Nuclear weapons tested in the atmosphere in the 1950s and '60s spread a radioactive variety of carbon worldwide, which was picked up by plants during photosynthesis and then deposited in the bodies of herbivores like African elephants. By looking at the levels of this carbon isotope — known as carbon-14 — in elephant tusks and ivory, researchers can find out how old they are. (Isotopes are versions of elements that have differing numbers of neutrons in their nuclei.)
Knowing the age of elephant tusks is important, since many regulations of ivory trade are date-specific. In the United States, for example, ivory taken prior to a 1989 worldwide ban on African elephant tusks may be legally traded, while new ivory is illegal to traffic, said Kevin Uno, a researcher at the Lamont-Doherty Earth Observatory at Columbia University in New York.
"I don't necessarily think this will save the elephants, but it's a critical tool to fight poaching of elephants," said Uno, co-author of a study detailing the technique, published Monday in the journal Proceedings of the National Academy of Sciences.
A critical tool
Atmospheric bomb testing caused a spike in carbon-14 that has slowly declined in the past 50 years. By measuring the concentration of this type of carbon, researchers are given two possible dates for the age of the sample, before and after the spike on the curve of carbon-14 concentrations. To figure out which is the right age, researchers have to sample in two locations on the ivory, said Uno, who performed the research while he was doctoral student at the University of Utah.
As many as 50,000 elephants were killed in 2011. With a worldwide population of only 400,000, elephants are in trouble.
Specifically, researchers test one part of the tusk that is younger, and one that is older. They can do this by following the grain of the ivory, which shows which way the tusk grew. This allows them to figure out which of the two dates is the right one, Uno said.
Luckily, the technique can work with a small amount of ivory — "just a pinch" of material, Uno said. This makes it easier to test on jewelry or ivory figurines, he added.
The technique complements another developed in 2004 that uses DNA from tusks to find out where the tusks came from. That method "has the 'where'; we are the 'when,'" Uno told LiveScience.
"This is a very well-designed study and its results could prove very important for addressing illegal trade," said Sam Wasser, a researcher at the University of Washington who developed the DNA-based technique but wasn't involved in the new study.
By combining the techniques, researchers could collaborate with wildlife rangers to protect certain hotspots, Wasser told LiveScience. "The best way to stop the killing (of elephants) is to identify the major poaching hotspots and target them in a concerted law enforcement effort that includes international cooperation," he said. [Elephant Images: The Biggest Beasts on Land]
Poaching getting worse
Poaching of African elephants is "as bad as it's ever been," and getting worse, Uno said. There were an estimated 46.5 tons (42,200 kilograms) of ivory seized in 2011, with even higher numbers suspected in 2012, Wasser said.

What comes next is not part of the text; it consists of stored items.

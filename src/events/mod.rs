//! Runtime events: types and broadcast bus.
//!
//! ## Contents
//! - [`EventKind`], [`Event`], [`RestartCause`] event classification and payload metadata
//! - [`Bus`] thin wrapper over `tokio::sync::broadcast`
//!
//! ## Quick reference
//! - **Publishers**: `SupervisorNode`, `ElectionCoordinator`, `LeaseRenewer`,
//!   `ServiceSupervisor`, `HealthMonitor`, `SubscriberSet` workers (overflow/panic).
//! - **Consumers**: the node's subscriber listener (fans out to `SubscriberSet`)
//!   and any receiver obtained from [`Bus::subscribe`].

mod bus;
mod event;

pub use bus::Bus;
pub use event::{Event, EventKind, RestartCause};
//! # First-completed-wins combinator.
//!
//! [`first_completed`] drives two futures concurrently, returns the output of whichever
//! finishes first and drops the other one. Dropping is the cancellation: the loser's
//! in-flight work (a pending probe, a process wait) is abandoned, never awaited further.
//!
//! ```text
//! first_completed(a, b)
//!   ├─ a ready first ──► Race::First(a_out)    b dropped
//!   └─ b ready first ──► Race::Second(b_out)   a dropped
//! ```
//!
//! ## Rules
//! - Exactly one output is produced, so the caller can never react twice.
//! - Polling is biased towards `a`: if both are ready in the same poll, `a` wins.

use std::future::Future;

/// Which branch of a [`first_completed`] race finished first.
#[derive(Debug, Clone, Copy, PartialEq, Eq)]
pub enum Race<A, B> {
    /// The first future completed.
    First(A),
    /// The second future completed.
    Second(B),
}

/// Runs `a` and `b` concurrently and returns the first result; the other future is dropped.
pub async fn first_completed<A, B>(a: A, b: B) -> Race<A::Output, B::Output>
where
    A: Future,
    B: Future,
{
    tokio::select! {
        biased;
        out = a => Race::First(out),
        out = b => Race::Second(out),
    }
}

#[cfg(test)]
mod tests {
    use std::sync::Arc;
    use std::sync::atomic::{AtomicBool, Ordering};
    use std::time::Duration;

    use super::*;

    /// Sets the flag when dropped.
    struct DropFlag(Arc<AtomicBool>);

    impl Drop for DropFlag {
        fn drop(&mut self) {
            self.0.store(true, Ordering::SeqCst);
        }
    }

    #[tokio::test(start_paused = true)]
    async fn faster_branch_wins_and_loser_is_dropped() {
        let dropped = Arc::new(AtomicBool::new(false));
        let guard = DropFlag(dropped.clone());
        let finished = Arc::new(AtomicBool::new(false));
        let finished_in_loser = finished.clone();

        let slow = async move {
            let _guard = guard;
            tokio::time::sleep(Duration::from_secs(10)).await;
            finished_in_loser.store(true, Ordering::SeqCst);
        };
        let fast = async {
            tokio::time::sleep(Duration::from_secs(1)).await;
            "fast"
        };

        assert_eq!(first_completed(slow, fast).await, Race::Second("fast"));
        assert!(dropped.load(Ordering::SeqCst));

        tokio::time::sleep(Duration::from_secs(20)).await;
        assert!(!finished.load(Ordering::SeqCst));
    }

    #[tokio::test]
    async fn pending_branch_never_wins() {
        let out = first_completed(std::future::pending::<()>(), async { 7 }).await;
        assert_eq!(out, Race::Second(7));
    }

    #[tokio::test]
    async fn simultaneous_completion_prefers_first() {
        let out = first_completed(async { 1 }, async { 2 }).await;
        assert_eq!(out, Race::First(1));
    }
}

That suggests as many as 50,000 elephants were killed to provide the ivory seized in 2011. "With a total population of 400,000 elephants, this is a very serious situation," Wasser said.
In other words, if the rate of poaching isn't slowed, African elephants could be mostly gone within 10 years.
Trafficking is carried out in part by large criminal networks and is a multibillion-dollar industry. It's driven largely by demand in China for ivory and rhino horns, which are valued for the supposed medicinal benefits. The United States also is a destination for illegal ivory, according to the study.
Two things must be done to stop poaching, said Richard Ruggiero, an expert on elephant poaching with the U.S. Fish and Wildlife Service, who was not involved in the research. The first is "to address the growing demand and markets in importing countries," he said in an email interview. "This causes the problem and is the disease that must be treated. This is a question of education, public outreach and awareness, and the willingness of governments and consumers to come to grips with reality."
But curbing demand is too slow, Ruggiero said. Secondly, "we need to be much better at providing security for elephants, to assure detection, apprehension and prosecution of offenders, be they poachers, traffickers or corrupt officials around the world," he added.
President Barack Obama announced Monday a major initiative to fight illegal wildlife trafficking. While on a visit to Tanzania, he will sign an executive order to convene a task force to address the issue, focusing in part on poaching in Africa, according to the White House. To that end, "the U.S. Department of State will provide an additional $10 million in regional and bilateral training and technical assistance in Africa to combat wildlife trafficking," the White House statement said.